Irish head coach Brian Kelly discussed the early impact of his 2011 recruiting class at today's weekly press conference.

Barring a string of unfortunate injuries, more than half of the 2011 freshmen class should receive the benefit of a redshirt-season. Still, the group's impact was evident in number (14 made the trip to Michigan in Week Two) and in its on-field impact vs. Michigan State last Saturday.

Chief among those contributions and one of the three best players on the field vs. the Spartans was January enrollee Aaron Lynch – his six quarterback hurries more than half (10) the team's decisive total.

"He's an extremely, genetically gifted young man," Kelly offered of Lynch, barely able to repress a knowing smile in the process. "And he has a desire to want to get to the quarterback. He's relentless when it comes to rushing the quarterback; some guys just have that relentless spirit and he brings both of those (traits)."

Kelly, usually measured in his in-season praise for freshman, continued to laud Lynch's remarkable potential.

"We had 11 scouts in (previously) and they said that he physically looks like an NFL player right now. He has a lot of work to do as it relates to all the little things that come with being a great player. He's certainly not there as an everyday player yet. He can't play every down yet. But he's getting there."

Asked if Lynch possessed a particular technical skill set that set him apart from other young players, Kelly reiterated, "I really think it's just that he's relentless. He has a great hand strike; he can really beat you with speed off the edge or he can bull-rush you. So if you set as a tackle he can walk you back as well as he can beat you off the edge."

While Lynch is the foremost freshman performer to date, many of his cohorts have begun carve a significant niche on the '11 squad as well.

Fellow early enrollee Kyle Brindza won the kick-off specialist role – he's booted three touchbacks over the last five quarters. Brindza added a possible touchdown-saving stop in the first half against the Spartans. Not ideal for a kick coverage unit, but welcomed nonetheless.

"He was a position player in high school.

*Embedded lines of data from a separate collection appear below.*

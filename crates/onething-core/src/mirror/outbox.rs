//! Fire-and-forget queue of mirror writes.
//!
//! Enqueueing never waits on the network. A background task drains the queue,
//! collapses bursts of room upserts into the last snapshot, and logs failures.

use std::sync::Arc;
use std::time::Duration;

use tokio::sync::mpsc;
use tokio::task::JoinHandle;
use tokio::time::Instant;
use tracing::{debug, warn};

use super::{CompletionRecord, RemoteMirror};
use crate::room::RoomSnapshot;

#[derive(Debug, Clone, PartialEq)]
pub enum MirrorJob {
    UpsertRoom { user_id: String, room: RoomSnapshot },
    RecordCompletion { user_id: String, record: CompletionRecord },
}

/// Sending half of the queue. A disabled outbox drops every job.
#[derive(Debug, Clone, Default)]
pub struct MirrorOutbox {
    tx: Option<mpsc::UnboundedSender<MirrorJob>>,
}

impl MirrorOutbox {
    pub fn disabled() -> Self {
        Self { tx: None }
    }

    /// Start the worker on the current tokio runtime.
    ///
    /// The worker exits once every outbox clone is dropped, flushing a pending
    /// room snapshot first.
    pub fn spawn(mirror: Arc<dyn RemoteMirror>, debounce: Duration) -> (Self, JoinHandle<()>) {
        let (tx, rx) = mpsc::unbounded_channel();
        let handle = tokio::spawn(run_worker(mirror, rx, debounce));
        (Self { tx: Some(tx) }, handle)
    }

    pub fn is_enabled(&self) -> bool {
        self.tx.is_some()
    }

    /// Queue a job. Returns `false` if it was dropped.
    pub fn enqueue(&self, job: MirrorJob) -> bool {
        match &self.tx {
            Some(tx) => tx.send(job).is_ok(),
            None => false,
        }
    }
}

async fn run_worker(
    mirror: Arc<dyn RemoteMirror>,
    mut rx: mpsc::UnboundedReceiver<MirrorJob>,
    debounce: Duration,
) {
    let mut pending_room: Option<(String, RoomSnapshot)> = None;
    let mut deadline: Option<Instant> = None;

    loop {
        let next = match deadline {
            Some(at) => tokio::select! {
                job = rx.recv() => job,
                _ = tokio::time::sleep_until(at) => {
                    deadline = None;
                    flush_room(mirror.as_ref(), pending_room.take()).await;
                    continue;
                }
            },
            None => rx.recv().await,
        };

        match next {
            Some(MirrorJob::UpsertRoom { user_id, room }) => {
                pending_room = Some((user_id, room));
                deadline = Some(Instant::now() + debounce);
            }
            Some(MirrorJob::RecordCompletion { user_id, record }) => {
                match mirror.record_completed_task(&user_id, &record).await {
                    Ok(()) => debug!(title = %record.title, "completion mirrored"),
                    Err(e) => warn!(error = %e, "failed to mirror completion"),
                }
            }
            None => {
                flush_room(mirror.as_ref(), pending_room.take()).await;
                break;
            }
        }
    }
    debug!("mirror outbox closed");
}

async fn flush_room(mirror: &dyn RemoteMirror, pending: Option<(String, RoomSnapshot)>) {
    let Some((user_id, room)) = pending else {
        return;
    };
    match mirror.upsert_room(&user_id, &room).await {
        Ok(()) => debug!(level = room.room_level, "room mirrored"),
        Err(e) => warn!(error = %e, "failed to mirror room"),
    }
}

#[cfg(test)]
mod tests {
    use super::*;
    use crate::error::MirrorError;
    use crate::mirror::{ReactionCount, RemoteCompletion, RemoteProfile};
    use async_trait::async_trait;
    use chrono::{DateTime, FixedOffset};
    use std::sync::Mutex;

    /// Records calls; optionally fails the first N of them.
    #[derive(Default)]
    struct Recorder {
        rooms: Mutex<Vec<(String, u8)>>,
        completions: Mutex<Vec<String>>,
        failures_left: Mutex<u32>,
    }

    impl Recorder {
        fn failing(n: u32) -> Self {
            Self {
                failures_left: Mutex::new(n),
                ..Default::default()
            }
        }

        fn maybe_fail(&self) -> Result<(), MirrorError> {
            let mut left = self.failures_left.lock().unwrap();
            if *left > 0 {
                *left -= 1;
                return Err(MirrorError::Status {
                    status: 503,
                    body: "unavailable".into(),
                });
            }
            Ok(())
        }
    }

    #[async_trait]
    impl RemoteMirror for Recorder {
        async fn upsert_room(&self, user_id: &str, room: &RoomSnapshot) -> Result<(), MirrorError> {
            self.maybe_fail()?;
            self.rooms
                .lock()
                .unwrap()
                .push((user_id.to_string(), room.room_level));
            Ok(())
        }

        async fn register_profile(&self, _: &str, _: &str) -> Result<RemoteProfile, MirrorError> {
            Err(MirrorError::NotConfigured)
        }

        async fn find_profile_by_code(&self, _: &str) -> Result<Option<RemoteProfile>, MirrorError> {
            Ok(None)
        }

        async fn create_friendship(&self, _: &str, _: &str) -> Result<(), MirrorError> {
            Ok(())
        }

        async fn list_friends(&self, _: &str) -> Result<Vec<RemoteProfile>, MirrorError> {
            Ok(Vec::new())
        }

        async fn record_completed_task(
            &self,
            _: &str,
            record: &CompletionRecord,
        ) -> Result<(), MirrorError> {
            self.maybe_fail()?;
            self.completions.lock().unwrap().push(record.title.clone());
            Ok(())
        }

        async fn completed_tasks_since(
            &self,
            _: &[String],
            _: DateTime<FixedOffset>,
        ) -> Result<Vec<RemoteCompletion>, MirrorError> {
            Ok(Vec::new())
        }

        async fn reaction_counts(&self, _: &str) -> Result<Vec<ReactionCount>, MirrorError> {
            Ok(Vec::new())
        }

        async fn add_reaction(&self, _: &str, _: &str, _: &str) -> Result<(), MirrorError> {
            Ok(())
        }
    }

    fn room(level: u8) -> MirrorJob {
        MirrorJob::UpsertRoom {
            user_id: "u-1".into(),
            room: RoomSnapshot {
                placed_items: Vec::new(),
                wall_color: "#FFF8F0".into(),
                floor_color: "#F5F0E8".into(),
                room_level: level,
                updated_at: DateTime::parse_from_rfc3339("2026-03-02T09:00:00+09:00").unwrap(),
            },
        }
    }

    fn completion(title: &str) -> MirrorJob {
        MirrorJob::RecordCompletion {
            user_id: "u-1".into(),
            record: CompletionRecord {
                title: title.into(),
                emoji: "✅".into(),
            },
        }
    }

    #[tokio::test(start_paused = true)]
    async fn room_bursts_collapse_to_last_snapshot() {
        let recorder = Arc::new(Recorder::default());
        let (outbox, _worker) = MirrorOutbox::spawn(recorder.clone(), Duration::from_millis(2000));

        assert!(outbox.enqueue(room(1)));
        assert!(outbox.enqueue(room(2)));
        assert!(outbox.enqueue(room(3)));

        tokio::time::sleep(Duration::from_millis(1500)).await;
        assert!(recorder.rooms.lock().unwrap().is_empty());

        tokio::time::sleep(Duration::from_millis(1000)).await;
        assert_eq!(*recorder.rooms.lock().unwrap(), vec![("u-1".to_string(), 3)]);
    }

    #[tokio::test(start_paused = true)]
    async fn completions_are_not_debounced() {
        let recorder = Arc::new(Recorder::default());
        let (outbox, worker) = MirrorOutbox::spawn(recorder.clone(), Duration::from_millis(2000));

        outbox.enqueue(completion("Stretch"));
        outbox.enqueue(completion("Water plants"));
        drop(outbox);
        worker.await.unwrap();

        assert_eq!(
            *recorder.completions.lock().unwrap(),
            vec!["Stretch".to_string(), "Water plants".to_string()]
        );
    }

    #[tokio::test(start_paused = true)]
    async fn closing_flushes_pending_room() {
        let recorder = Arc::new(Recorder::default());
        let (outbox, worker) = MirrorOutbox::spawn(recorder.clone(), Duration::from_millis(2000));

        outbox.enqueue(room(4));
        drop(outbox);
        worker.await.unwrap();

        assert_eq!(recorder.rooms.lock().unwrap().len(), 1);
    }

    #[tokio::test(start_paused = true)]
    async fn failures_are_swallowed() {
        let recorder = Arc::new(Recorder::failing(1));
        let (outbox, worker) = MirrorOutbox::spawn(recorder.clone(), Duration::from_millis(2000));

        outbox.enqueue(completion("lost"));
        outbox.enqueue(completion("kept"));
        drop(outbox);
        worker.await.unwrap();

        assert_eq!(*recorder.completions.lock().unwrap(), vec!["kept".to_string()]);
    }

    #[test]
    fn disabled_outbox_drops_jobs() {
        let outbox = MirrorOutbox::disabled();
        assert!(!outbox.is_enabled());
        assert!(!outbox.enqueue(completion("x")));
    }
}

He reminded me of that when I looked surprised that he made a nice tackle," Kelly said, offering "He said ‘Coach, you know I played tight end?'

"I said, ‘Okay…'"

Kelly added the evolution of Brindza could allow him to serve the three-pronged role of kickoff specialist, place-kicker, and punter.

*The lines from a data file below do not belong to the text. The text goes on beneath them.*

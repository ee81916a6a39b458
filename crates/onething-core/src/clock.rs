//! Wall clock and calendar-day helpers.
//!
//! Every day-scoped rule (condition expiry, streaks, daily earnings, reminders)
//! compares device-local calendar dates, never rolling 24h windows.

use std::sync::{Arc, Mutex};

use chrono::{DateTime, Duration, FixedOffset, Local, NaiveDate, Timelike};

/// Source of the current time.
pub trait Clock: Send + Sync {
    /// Current timestamp in the device's local offset.
    fn now(&self) -> DateTime<FixedOffset>;

    /// Current local calendar day.
    fn today(&self) -> NaiveDate {
        self.now().date_naive()
    }

    /// The local calendar day before today.
    fn yesterday(&self) -> NaiveDate {
        self.today() - Duration::days(1)
    }

    /// Local hour of day (0-23).
    fn hour(&self) -> u32 {
        self.now().hour()
    }
}

/// Reads the operating system clock.
#[derive(Debug, Clone, Copy, Default)]
pub struct SystemClock;

impl Clock for SystemClock {
    fn now(&self) -> DateTime<FixedOffset> {
        Local::now().fixed_offset()
    }
}

/// Settable clock for tests and simulations.
///
/// Clones share the same instant, so one handle can be advanced while the
/// stores hold another.
#[derive(Debug, Clone)]
pub struct FixedClock {
    at: Arc<Mutex<DateTime<FixedOffset>>>,
}

impl FixedClock {
    pub fn new(at: DateTime<FixedOffset>) -> Self {
        Self {
            at: Arc::new(Mutex::new(at)),
        }
    }

    /// Parse an RFC 3339 timestamp, e.g. `2024-03-01T10:00:00+09:00`.
    ///
    /// # Panics
    /// Panics on malformed input; intended for test fixtures.
    pub fn at(rfc3339: &str) -> Self {
        let parsed = DateTime::parse_from_rfc3339(rfc3339)
            .unwrap_or_else(|e| panic!("bad fixture timestamp {rfc3339}: {e}"));
        Self::new(parsed)
    }

    pub fn set(&self, at: DateTime<FixedOffset>) {
        *self.lock() = at;
    }

    pub fn advance(&self, by: Duration) {
        let mut guard = self.lock();
        *guard += by;
    }

    pub fn advance_days(&self, days: i64) {
        self.advance(Duration::days(days));
    }

    fn lock(&self) -> std::sync::MutexGuard<'_, DateTime<FixedOffset>> {
        // A poisoned fixture clock still holds a valid instant.
        self.at.lock().unwrap_or_else(|e| e.into_inner())
    }
}

impl Clock for FixedClock {
    fn now(&self) -> DateTime<FixedOffset> {
        *self.lock()
    }
}

/// Format a calendar day as `YYYY-MM-DD`.
pub fn day_key(day: NaiveDate) -> String {
    day.format("%Y-%m-%d").to_string()
}

#[cfg(test)]
mod tests {
    use super::*;

    #[test]
    fn today_uses_local_offset_not_utc() {
        // 23:30 at +09:00 is still the 1st locally, though UTC is on the 1st too;
        // 00:30 at +09:00 is the 2nd locally but the 1st in UTC.
        let clock = FixedClock::at("2024-03-02T00:30:00+09:00");
        assert_eq!(day_key(clock.today()), "2024-03-02");
        assert_eq!(day_key(clock.yesterday()), "2024-03-01");
        assert_eq!(clock.hour(), 0);
    }

    #[test]
    fn clones_share_the_instant() {
        let clock = FixedClock::at("2024-03-01T10:00:00+00:00");
        let handle = clock.clone();
        handle.advance_days(2);
        assert_eq!(day_key(clock.today()), "2024-03-03");
    }
}
use clap::Subcommand;
use onething_core::Config;

#[derive(Subcommand)]
pub enum ConfigAction {
    /// Get a config value
    Get {
        /// Dot-separated key (e.g. "rewards.first_of_day_bonus", "mirror.enabled")
        key: String,
    },
    /// Set a config value
    Set {
        /// Dot-separated key
        key: String,
        /// New value
        value: String,
    },
    /// List all config values
    List,
    /// Reset config to defaults
    Reset,
    /// Print the config file location
    Path,
}

pub fn run(action: ConfigAction) -> Result<(), Box<dyn std::error::Error>> {
    match action {
        ConfigAction::Get { key } => {
            let config = Config::load()?;
            match config.get(&key) {
                Some(value) => println!("{value}"),
                None => return Err(format!("unknown key: {key}").into()),
            }
        }
        ConfigAction::Set { key, value } => {
            let mut config = Config::load()?;
            config.set(&key, &value)?;
            println!("ok");
        }
        ConfigAction::List => {
            let config = Config::load()?;
            let json = serde_json::to_string_pretty(&config)?;
            println!("{json}");
        }
        ConfigAction::Reset => {
            let config = Config::default();
            config.save()?;
            println!("config reset to defaults");
        }
        ConfigAction::Path => {
            println!("{}", Config::path()?.display());
        }
    }
    Ok(())
}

"We're hopeful; we recruited him because he has the ability to do all three

Notable Newcomers

Ishaq Williams and Troy Niklas have battled onto the field at opposite outside linebacker spots (Cat and Dog, respectively). Stephon Tuitt has joined Lynch as a two-deep defensive end and a rotational player on the defensive line in the nickel package. Ben Koyack is now the No. 2 tight end.

And running back George Atkinson scored the class's first touchdown Saturday, an 89-yard venture that marked the first regular season kick return score for the program since 2002 (Vontez Duff vs. Navy in the Meadowlands).

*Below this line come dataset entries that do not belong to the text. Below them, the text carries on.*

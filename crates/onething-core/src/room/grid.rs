//! Room placement grid.
//!
//! The cell matrix and the placed-item list always describe the same layout:
//! every occupied cell has exactly one placed item at that coordinate and
//! vice versa. Coordinates are `(x, y)` with `x` the column.

use std::sync::Arc;

use chrono::{DateTime, FixedOffset};
use serde::{Deserialize, Serialize};
use tracing::debug;

use crate::clock::Clock;
use crate::error::Result;
use crate::storage::{Persisted, StateStore};

pub const ROOM_KEY: &str = "onething-room";
pub const GRID_ROWS: usize = 6;
pub const GRID_COLS: usize = 8;

const DEFAULT_WALL: &str = "#FFF8F0";
const DEFAULT_FLOOR: &str = "#F5F0E8";

/// Level thresholds: item count at which each level starts (levels 1..=6).
const LEVEL_THRESHOLDS: [usize; 6] = [0, 3, 6, 10, 15, 20];

/// Room level for a number of placed items.
pub fn room_level(item_count: usize) -> u8 {
    LEVEL_THRESHOLDS
        .iter()
        .rposition(|&min| item_count >= min)
        .map_or(1, |i| i as u8 + 1)
}

#[derive(Debug, Clone, PartialEq, Eq, Serialize, Deserialize)]
pub struct PlacedItem {
    pub item_id: String,
    pub grid_x: u8,
    pub grid_y: u8,
    pub placed_at: DateTime<FixedOffset>,
}

#[derive(Debug, Clone, Serialize, Deserialize)]
pub struct RoomState {
    /// `grid[y][x]`
    pub grid: Vec<Vec<Option<String>>>,
    pub placed_items: Vec<PlacedItem>,
    pub room_level: u8,
    pub wall_color: String,
    pub floor_color: String,
}

impl Default for RoomState {
    fn default() -> Self {
        Self {
            grid: vec![vec![None; GRID_COLS]; GRID_ROWS],
            placed_items: Vec::new(),
            room_level: 1,
            wall_color: DEFAULT_WALL.into(),
            floor_color: DEFAULT_FLOOR.into(),
        }
    }
}

impl RoomState {
    fn at(&self, x: usize, y: usize) -> Option<&String> {
        self.grid.get(y)?.get(x)?.as_ref()
    }

    fn set(&mut self, x: usize, y: usize, item: Option<String>) {
        if let Some(cell) = self.grid.get_mut(y).and_then(|row| row.get_mut(x)) {
            *cell = item;
        }
    }

    fn record_mut(&mut self, x: usize, y: usize) -> Option<&mut PlacedItem> {
        self.placed_items
            .iter_mut()
            .find(|p| p.grid_x as usize == x && p.grid_y as usize == y)
    }

    fn relevel(&mut self) {
        self.room_level = room_level(self.placed_items.len());
    }

    /// Rebuild the cell matrix from the placed-item list.
    fn rebuild_grid(&mut self) {
        self.grid = vec![vec![None; GRID_COLS]; GRID_ROWS];
        let mut kept = Vec::with_capacity(self.placed_items.len());
        for item in std::mem::take(&mut self.placed_items) {
            let (x, y) = (item.grid_x as usize, item.grid_y as usize);
            if x < GRID_COLS && y < GRID_ROWS && self.grid[y][x].is_none() {
                self.grid[y][x] = Some(item.item_id.clone());
                kept.push(item);
            }
        }
        self.placed_items = kept;
        self.relevel();
    }

    fn is_consistent(&self) -> bool {
        if self.grid.len() != GRID_ROWS || self.grid.iter().any(|r| r.len() != GRID_COLS) {
            return false;
        }
        let occupied = self.grid.iter().flatten().filter(|c| c.is_some()).count();
        occupied == self.placed_items.len()
            && self.placed_items.iter().all(|p| {
                self.at(p.grid_x as usize, p.grid_y as usize) == Some(&p.item_id)
            })
    }
}

/// What the remote mirror receives.
#[derive(Debug, Clone, PartialEq, Serialize, Deserialize)]
pub struct RoomSnapshot {
    pub placed_items: Vec<PlacedItem>,
    pub wall_color: String,
    pub floor_color: String,
    pub room_level: u8,
    /// Clock time the snapshot was taken.
    pub updated_at: DateTime<FixedOffset>,
}

fn cell(x: i32, y: i32) -> Option<(usize, usize)> {
    let (x, y) = (usize::try_from(x).ok()?, usize::try_from(y).ok()?);
    (x < GRID_COLS && y < GRID_ROWS).then_some((x, y))
}

pub struct RoomGrid {
    state: Persisted<RoomState>,
    clock: Arc<dyn Clock>,
}

impl RoomGrid {
    pub fn new(backend: Arc<dyn StateStore>, clock: Arc<dyn Clock>) -> Self {
        Self {
            state: Persisted::new(ROOM_KEY, backend),
            clock,
        }
    }

    /// Load the room; a record whose grid disagrees with its item list is
    /// rebuilt from the list.
    pub fn hydrate(&mut self) -> Result<()> {
        self.state.hydrate()?;
        if !self.state.get()?.is_consistent() {
            tracing::warn!("room record inconsistent; rebuilding grid from placed items");
            self.state.update(RoomState::rebuild_grid)?;
        }
        Ok(())
    }

    pub fn is_hydrated(&self) -> bool {
        self.state.is_hydrated()
    }

    pub fn state(&self) -> Result<&RoomState> {
        self.state.get()
    }

    pub fn level(&self) -> Result<u8> {
        Ok(self.state.get()?.room_level)
    }

    pub fn placed_items(&self) -> Result<&[PlacedItem]> {
        Ok(&self.state.get()?.placed_items)
    }

    /// Item at a cell, `None` for empty or out-of-bounds cells.
    pub fn item_at(&self, x: i32, y: i32) -> Result<Option<&str>> {
        let state = self.state.get()?;
        Ok(cell(x, y).and_then(|(x, y)| state.at(x, y)).map(String::as_str))
    }

    /// First empty cell in row-major order.
    pub fn first_free_cell(&self) -> Result<Option<(i32, i32)>> {
        let state = self.state.get()?;
        for y in 0..GRID_ROWS {
            for x in 0..GRID_COLS {
                if state.at(x, y).is_none() {
                    return Ok(Some((x as i32, y as i32)));
                }
            }
        }
        Ok(None)
    }

    pub fn snapshot(&self) -> Result<RoomSnapshot> {
        let s = self.state.get()?;
        Ok(RoomSnapshot {
            placed_items: s.placed_items.clone(),
            wall_color: s.wall_color.clone(),
            floor_color: s.floor_color.clone(),
            room_level: s.room_level,
            updated_at: self.clock.now(),
        })
    }

    /// Put an item into an empty in-bounds cell.
    pub fn place(&mut self, item_id: &str, x: i32, y: i32) -> Result<bool> {
        let Some((cx, cy)) = cell(x, y) else {
            return Ok(false);
        };
        if self.state.get()?.at(cx, cy).is_some() {
            return Ok(false);
        }
        let placed = PlacedItem {
            item_id: item_id.to_string(),
            grid_x: cx as u8,
            grid_y: cy as u8,
            placed_at: self.clock.now(),
        };
        self.state.update(|s| {
            s.set(cx, cy, Some(placed.item_id.clone()));
            s.placed_items.push(placed);
            s.relevel();
        })?;
        debug!(item_id, x, y, "item placed");
        Ok(true)
    }

    /// Clear a cell. Empty or out-of-bounds cells are left alone.
    pub fn remove(&mut self, x: i32, y: i32) -> Result<bool> {
        let Some((cx, cy)) = cell(x, y) else {
            return Ok(false);
        };
        if self.state.get()?.at(cx, cy).is_none() {
            return Ok(false);
        }
        self.state.update(|s| {
            s.set(cx, cy, None);
            s.placed_items
                .retain(|p| !(p.grid_x as usize == cx && p.grid_y as usize == cy));
            s.relevel();
        })?;
        debug!(x, y, "item removed");
        Ok(true)
    }

    /// Relocate an item to an empty cell, keeping its placement record.
    pub fn move_item(&mut self, from_x: i32, from_y: i32, to_x: i32, to_y: i32) -> Result<bool> {
        let (Some((fx, fy)), Some((tx, ty))) = (cell(from_x, from_y), cell(to_x, to_y)) else {
            return Ok(false);
        };
        let state = self.state.get()?;
        let Some(item) = state.at(fx, fy).cloned() else {
            return Ok(false);
        };
        if state.at(tx, ty).is_some() {
            return Ok(false);
        }
        self.state.update(|s| {
            s.set(fx, fy, None);
            s.set(tx, ty, Some(item));
            if let Some(record) = s.record_mut(fx, fy) {
                record.grid_x = tx as u8;
                record.grid_y = ty as u8;
            }
        })?;
        debug!(from_x, from_y, to_x, to_y, "item moved");
        Ok(true)
    }

    /// Exchange two cells; with an empty destination this is a move.
    pub fn swap(&mut self, from_x: i32, from_y: i32, to_x: i32, to_y: i32) -> Result<bool> {
        let (Some((fx, fy)), Some((tx, ty))) = (cell(from_x, from_y), cell(to_x, to_y)) else {
            return Ok(false);
        };
        let state = self.state.get()?;
        let Some(from_item) = state.at(fx, fy).cloned() else {
            return Ok(false);
        };
        if (fx, fy) == (tx, ty) {
            return Ok(true);
        }
        let to_item = state.at(tx, ty).cloned();
        self.state.update(|s| {
            s.set(fx, fy, to_item);
            s.set(tx, ty, Some(from_item));
            // Retarget by index so the second update can't catch the first.
            let from_idx = s
                .placed_items
                .iter()
                .position(|p| p.grid_x as usize == fx && p.grid_y as usize == fy);
            let to_idx = s
                .placed_items
                .iter()
                .position(|p| p.grid_x as usize == tx && p.grid_y as usize == ty);
            if let Some(i) = from_idx {
                s.placed_items[i].grid_x = tx as u8;
                s.placed_items[i].grid_y = ty as u8;
            }
            if let Some(i) = to_idx {
                s.placed_items[i].grid_x = fx as u8;
                s.placed_items[i].grid_y = fy as u8;
            }
        })?;
        debug!(from_x, from_y, to_x, to_y, "items swapped");
        Ok(true)
    }

    pub fn set_wall_color(&mut self, color: &str) -> Result<()> {
        self.state.update(|s| s.wall_color = color.to_string())
    }

    pub fn set_floor_color(&mut self, color: &str) -> Result<()> {
        self.state.update(|s| s.floor_color = color.to_string())
    }
}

"I don't know that you ever want to play as many freshmen as we're playing," Kelly began, "But times are changing. College football is such that these kids are coming in physically more mature that these kids can come in and physically handle the rigors of playing major college football.

"I always thought it to be a great weakness within your program when you had to play true freshmen," he continued. "Not when they run as fast as George Atkinson or are as physical as Aaron Lynch. I think in the recruiting process, our eyes are wide open to (players) playing right away.

"If we continue to recruit like we did this past year, we're going to have more of those stories going forward."

Kelly added that he had advanced warning regarding his incoming troops from the only member of his leadership staff able to evaluate the group in the off-season, strength and conditioning coach Paul Longo.

"He said physically this was the most impressive group (during the pair's time together, I assume) – relative to their conditioning level – when they came here. Usually they come in a few weeks after the veterans and they're lost; they're so far behind," Kelly explained.

"This group was not. They were physically read to compete right away."

Six quarterback hurries; a sack; a forced fumble; a kick return touchdown; three touchback kick-offs, 15 total tackles (including Brindza's gem), and scrimmage time for five members of the class (three more including Atkinson on specialty units).

The 2011 haul has shown well over the season's opening quarter of contests.